Dasar pemikiran Karl Marx mengenai pembagian kelas tersebut dalam hubungan internasional juga diimplementasikan dalam sistem internasional. Negara-negara maju dimana dalam sistem internasional merupakan negara yang kuat dan berkuasa disebut negara core dan negara berkembang disebut negara periphery. Fenomena kesenjangan antara negara core dengan negara periphery disebut dengan istilah comparative gain (menurut kaum kapitalis) atau absolute gain (menurut kaum marxis). Dari sudut pandang kaum liberalis, comparative gain dipandang sebagai keuntungan kolektif yang timbul karena adanya hubungan interdependensi antar negara. Namun kaum marxisme memandang fenomena tersebut sebagai absolute gain dimana relasi interdependensi antar negara diwujudkan dalam bentuk yang eksploitatif secara halus oleh negara core terhadap negara periphery.

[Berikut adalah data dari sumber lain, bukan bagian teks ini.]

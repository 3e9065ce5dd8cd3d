// file: src/runner/mod.rs
// version: 1.0.0
// guid: 442dc462-ac95-4325-bd39-99509dfe25a4

//! External command execution
//!
//! Every process the pipeline starts (virtualenv creation, pip, the smoke
//! test import, systemctl) goes through [`CommandRunner`], so tests can swap
//! in a recording fake.

pub mod system;

pub use system::SystemRunner;

use crate::error::{DeployError, Result};
use std::fmt;
use std::path::{Path, PathBuf};

/// A single external command
#[derive(Debug, Clone, PartialEq, Eq)]
pub struct CommandSpec {
    pub program: String,
    pub args: Vec<String>,
    pub cwd: Option<PathBuf>,
    /// Needs root; the runner decides whether that means sudo
    pub privileged: bool,
}

impl CommandSpec {
    pub fn new(program: impl Into<String>) -> Self {
        Self {
            program: program.into(),
            args: Vec::new(),
            cwd: None,
            privileged: false,
        }
    }

    pub fn arg(mut self, arg: impl Into<String>) -> Self {
        self.args.push(arg.into());
        self
    }

    pub fn args<I, S>(mut self, args: I) -> Self
    where
        I: IntoIterator<Item = S>,
        S: Into<String>,
    {
        self.args.extend(args.into_iter().map(Into::into));
        self
    }

    /// Path argument, kept lossless for display purposes
    pub fn path_arg(self, path: &Path) -> Self {
        let rendered = path.to_string_lossy().into_owned();
        self.arg(rendered)
    }

    pub fn current_dir(mut self, dir: impl Into<PathBuf>) -> Self {
        self.cwd = Some(dir.into());
        self
    }

    pub fn privileged(mut self) -> Self {
        self.privileged = true;
        self
    }

    /// `systemctl <args>` run as root
    pub fn systemctl<I, S>(args: I) -> Self
    where
        I: IntoIterator<Item = S>,
        S: Into<String>,
    {
        Self::new("systemctl").args(args).privileged()
    }
}

impl fmt::Display for CommandSpec {
    fn fmt(&self, f: &mut fmt::Formatter<'_>) -> fmt::Result {
        write!(f, "{}", self.program)?;
        for arg in &self.args {
            if arg.is_empty() || arg.contains(char::is_whitespace) {
                write!(f, " '{}'", arg)?;
            } else {
                write!(f, " {}", arg)?;
            }
        }
        Ok(())
    }
}

/// Captured result of a finished command
#[derive(Debug, Clone, Default, PartialEq, Eq)]
pub struct CommandOutput {
    /// None when the process was killed by a signal
    pub exit_code: Option<i32>,
    pub stdout: String,
    pub stderr: String,
}

impl CommandOutput {
    pub fn success(&self) -> bool {
        self.exit_code == Some(0)
    }

    /// stderr if present, otherwise stdout
    pub fn diagnostics(&self) -> &str {
        if self.stderr.trim().is_empty() {
            self.stdout.trim()
        } else {
            self.stderr.trim()
        }
    }
}

/// Trait for executing commands on the deployment host
#[async_trait::async_trait]
pub trait CommandRunner: Send + Sync {
    /// Run a command to completion; only spawn failures are errors
    async fn run(&self, command: &CommandSpec) -> Result<CommandOutput>;

    /// Check whether a program resolves on PATH
    async fn program_exists(&self, program: &str) -> bool;

    /// Run a command and fail on a non-zero exit status
    async fn run_checked(&self, command: &CommandSpec) -> Result<CommandOutput> {
        let output = self.run(command).await?;
        if !output.success() {
            return Err(DeployError::Process {
                command: command.to_string(),
                exit_code: output.exit_code,
                stderr: output.diagnostics().to_string(),
            });
        }
        Ok(output)
    }
}
// file: src/config/env_file.rs
// version: 1.0.0
// guid: 0c928681-85cf-467c-8715-b06e624d48e7

//! `KEY=value` configuration file read by the deployed application

use crate::error::{DeployError, Result};
use std::fmt;
use std::path::Path;

/// A `KEY=value` line; `prefix` is everything before the key (indentation,
/// an optional `export `)
struct Entry<'a> {
    prefix: &'a str,
    key: &'a str,
    value: &'a str,
}

/// Parse one line body (terminator already removed)
fn parse_entry(body: &str) -> Option<Entry<'_>> {
    let rest = body.trim_start();
    let rest = rest.strip_prefix("export ").map(str::trim_start).unwrap_or(rest);
    let key_start = body.len() - rest.len();
    let (key, value) = rest.split_once('=')?;
    let key = key.trim_end();

    let mut chars = key.chars();
    let first = chars.next()?;
    if !(first.is_ascii_alphabetic() || first == '_') {
        return None;
    }
    if !chars.all(|c| c.is_ascii_alphanumeric() || c == '_') {
        return None;
    }
    Some(Entry {
        prefix: &body[..key_start],
        key,
        value,
    })
}

/// Split a raw line into its body and its terminator (`\n`, `\r\n` or nothing)
fn split_terminator(line: &str) -> (&str, &str) {
    if let Some(body) = line.strip_suffix("\r\n") {
        (body, "\r\n")
    } else if let Some(body) = line.strip_suffix('\n') {
        (body, "\n")
    } else {
        (line, "")
    }
}

/// Line-preserving view of an env file
///
/// Lines are kept with their original terminators, so the written file
/// differs from the template only in the keys that were changed.
#[derive(Debug, Clone, Default, PartialEq)]
pub struct EnvFile {
    lines: Vec<String>,
}

impl EnvFile {
    pub fn parse(content: &str) -> Self {
        Self {
            lines: content.split_inclusive('\n').map(str::to_string).collect(),
        }
    }

    pub fn load<P: AsRef<Path>>(path: P) -> Result<Self> {
        let path = path.as_ref();
        let content = std::fs::read_to_string(path).map_err(|e| {
            DeployError::config(format!("Failed to read {}: {}", path.display(), e))
        })?;
        Ok(Self::parse(&content))
    }

    /// Write the file, creating it with the given permission bits
    pub fn save<P: AsRef<Path>>(&self, path: P, mode: u32) -> Result<()> {
        use std::io::Write;
        use std::os::unix::fs::{OpenOptionsExt, PermissionsExt};

        let path = path.as_ref();
        let mut file = std::fs::OpenOptions::new()
            .write(true)
            .create(true)
            .truncate(true)
            .mode(mode)
            .open(path)?;
        file.write_all(self.to_string().as_bytes())?;
        // mode() only applies on creation
        std::fs::set_permissions(path, std::fs::Permissions::from_mode(mode))?;
        Ok(())
    }

    /// Value of the first entry for `key`, with surrounding quotes removed
    pub fn get(&self, key: &str) -> Option<String> {
        self.lines.iter().find_map(|line| {
            let (body, _) = split_terminator(line);
            match parse_entry(body) {
                Some(entry) if entry.key == key => Some(unquote(entry.value.trim()).to_string()),
                _ => None,
            }
        })
    }

    /// Replace the value on the first `key=` line, or append one if the key is absent
    ///
    /// The line keeps its prefix and terminator; an appended line uses the
    /// file's dominant line ending.
    pub fn set(&mut self, key: &str, value: &str) {
        for line in self.lines.iter_mut() {
            let (body, ending) = split_terminator(line);
            if let Some(entry) = parse_entry(body).filter(|e| e.key == key) {
                *line = format!("{}{}={}{}", entry.prefix, key, value, ending);
                return;
            }
        }

        let ending = self.line_ending();
        if let Some(last) = self.lines.last_mut() {
            if split_terminator(last).1.is_empty() {
                last.push_str(ending);
            }
        }
        self.lines.push(format!("{}={}{}", key, value, ending));
    }

    /// Keys in file order
    pub fn keys(&self) -> Vec<String> {
        self.lines
            .iter()
            .filter_map(|line| parse_entry(split_terminator(line).0).map(|e| e.key.to_string()))
            .collect()
    }

    fn line_ending(&self) -> &'static str {
        let crlf = self.lines.iter().filter(|l| l.ends_with("\r\n")).count();
        let lf = self.lines.iter().filter(|l| l.ends_with('\n')).count() - crlf;
        if crlf > lf {
            "\r\n"
        } else {
            "\n"
        }
    }
}

impl fmt::Display for EnvFile {
    fn fmt(&self, f: &mut fmt::Formatter<'_>) -> fmt::Result {
        for line in &self.lines {
            f.write_str(line)?;
        }
        Ok(())
    }
}

fn unquote(value: &str) -> &str {
    let bytes = value.as_bytes();
    if bytes.len() >= 2
        && ((bytes[0] == b'"' && bytes[bytes.len() - 1] == b'"')
            || (bytes[0] == b'\'' && bytes[bytes.len() - 1] == b'\''))
    {
        &value[1..value.len() - 1]
    } else {
        value
    }
}

#[cfg(test)]
mod tests {
    use super::*;
    use std::os::unix::fs::PermissionsExt;
    use tempfile::TempDir;

    const TEMPLATE: &str = "# SMS Gateway configuration\nENVIRONMENT=production\nAPI_KEY=your-secret-api-key-here\n\nPORT=8000\n";

    #[test]
    fn test_get_values() {
        let env = EnvFile::parse(TEMPLATE);
        assert_eq!(env.get("PORT").as_deref(), Some("8000"));
        assert_eq!(env.get("API_KEY").as_deref(), Some("your-secret-api-key-here"));
        assert_eq!(env.get("MISSING"), None);
        assert_eq!(env.keys(), vec!["ENVIRONMENT", "API_KEY", "PORT"]);
    }

    #[test]
    fn test_set_replaces_only_target_line() {
        let mut env = EnvFile::parse(TEMPLATE);
        env.set("API_KEY", "abc123");

        let expected = TEMPLATE.replace("your-secret-api-key-here", "abc123");
        assert_eq!(env.to_string(), expected);
    }

    #[test]
    fn test_set_appends_missing_key() {
        let mut env = EnvFile::parse("PORT=8000");
        env.set("API_KEY", "abc123");
        assert_eq!(env.to_string(), "PORT=8000\nAPI_KEY=abc123\n");
    }

    #[test]
    fn test_quoted_and_exported_values() {
        let env = EnvFile::parse("export HOST=\"0.0.0.0\"\nLOG_LEVEL='INFO'\n");
        assert_eq!(env.get("HOST").as_deref(), Some("0.0.0.0"));
        assert_eq!(env.get("LOG_LEVEL").as_deref(), Some("INFO"));
    }

    #[test]
    fn test_set_keeps_export_prefix_and_crlf() {
        let template = "# comment\r\nexport API_KEY=placeholder\r\n  PORT=8000\r\n";
        let mut env = EnvFile::parse(template);
        env.set("API_KEY", "abc123");

        assert_eq!(
            env.to_string(),
            "# comment\r\nexport API_KEY=abc123\r\n  PORT=8000\r\n"
        );
        assert_eq!(env.get("PORT").as_deref(), Some("8000"));
    }

    #[test]
    fn test_append_follows_crlf_file() {
        let mut env = EnvFile::parse("HOST=0.0.0.0\r\nPORT=8000");
        env.set("API_KEY", "abc123");
        assert_eq!(
            env.to_string(),
            "HOST=0.0.0.0\r\nPORT=8000\r\nAPI_KEY=abc123\r\n"
        );
    }

    #[test]
    fn test_unchanged_file_round_trips_exactly() {
        let content = "A=1\r\n\n# note\nB='two'";
        assert_eq!(EnvFile::parse(content).to_string(), content);
    }

    #[test]
    fn test_save_sets_permissions() {
        let dir = TempDir::new().unwrap();
        let path = dir.path().join(".env");

        EnvFile::parse(TEMPLATE).save(&path, 0o600).unwrap();

        let mode = std::fs::metadata(&path).unwrap().permissions().mode() & 0o777;
        assert_eq!(mode, 0o600);
        assert_eq!(std::fs::read_to_string(&path).unwrap(), TEMPLATE);
    }
}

Strukturalisme (Neo-Marxisme)
Strukturalisme (neo-Marxisme) muncul dikarenakan banyaknya kritik yang ditujukan terhadap pemikiran Marxis. Kritik tersdebut terutama datang dari kalangan Realis. Menurut kaum Realis, kalangan Marxis mengabaikan peranan negara yang krusial, baik secara defensif maupun ofensif. Kaum Realis memandang bahwa negara merupakan satu-satunya institusi legal yang dapat melindungi individu terhadap berbagai ancaman dari luar dirinya dikarenakan negara memiliki otoritasi berupa hukum dan kebijakan yang dijalankan oleh pemerintah untuk mengikat dan melindungi individu yang ada didalamnya.
Selain dari kalangan Realis, kritik terhadap pemikiran Marxis ini juga muncul dari critical theory dari Frankfurt School dimana dipelopori oleh Habermas. Menurutnya, keadaan manusia dikembangkan dengan kemampuan etis dalam menciptakan tatanan masyarakat yang bermartabat. Dengan berlandaskan pemikiran ini kemudian muncul pembaharuan dari perspektif Marxisme yang kemudian dikenal dengan istilah Neo-marxisme.
Yang membedakan Strukturalisme dengan pendahulunya adalah unsur-unsur konseptual dan sistematis mengenai konsep klasifikasi kelas dan pemerataan distribusi. Pada perspektif Strukturalisme ini sistem klasifikasi tidak hanya diterapkan pada sistem sosial tetapi juga sistem internasional. Karenanya perspektif ini memiliki peranan dalam munculnya teori dependensi dan teori sistem dunia ala Wallerstein. Teori dependensi membagi negara-negara di dunia dalam dua kubu yaitu negara maju dan negara dunia ketiga. Hubungan kedua negara tersebut konfliktual dan interdependensi dimana hegemoni negara maju tidak dapat dihindari karena negara maju membutuhkan adanya negara dunia ketiga untuk menunjukkan kekuasaannya, sedangkan negara dunia ketiga tidak memiliki keberdayaan untuk melepaskan diri dari ketergantungannya terhadap negara maju. Konsep teori dependensi ini kemudian diadopsi oleh Wallerstein dimana negara maju disebut dengan negara core sedangkan negara dunia ketiga disebut dengan negara periphery.
Teori sistem dunia ala Wallerstein ini merupakan penerapan klasifikasi negara-negara di lingkup internasional dimana negara core merupakan negara pemilik kapital, dominan hasil produksi dan penguasa modal. Negara semi-periphery merupakan negara yang berperan untuk menjaga keseimbangan antara negara core dengan negara periphery, sedangkan negara periphery merupakan negara pemilik raw material yang biasanya menjadi objek eksploitasi negara core.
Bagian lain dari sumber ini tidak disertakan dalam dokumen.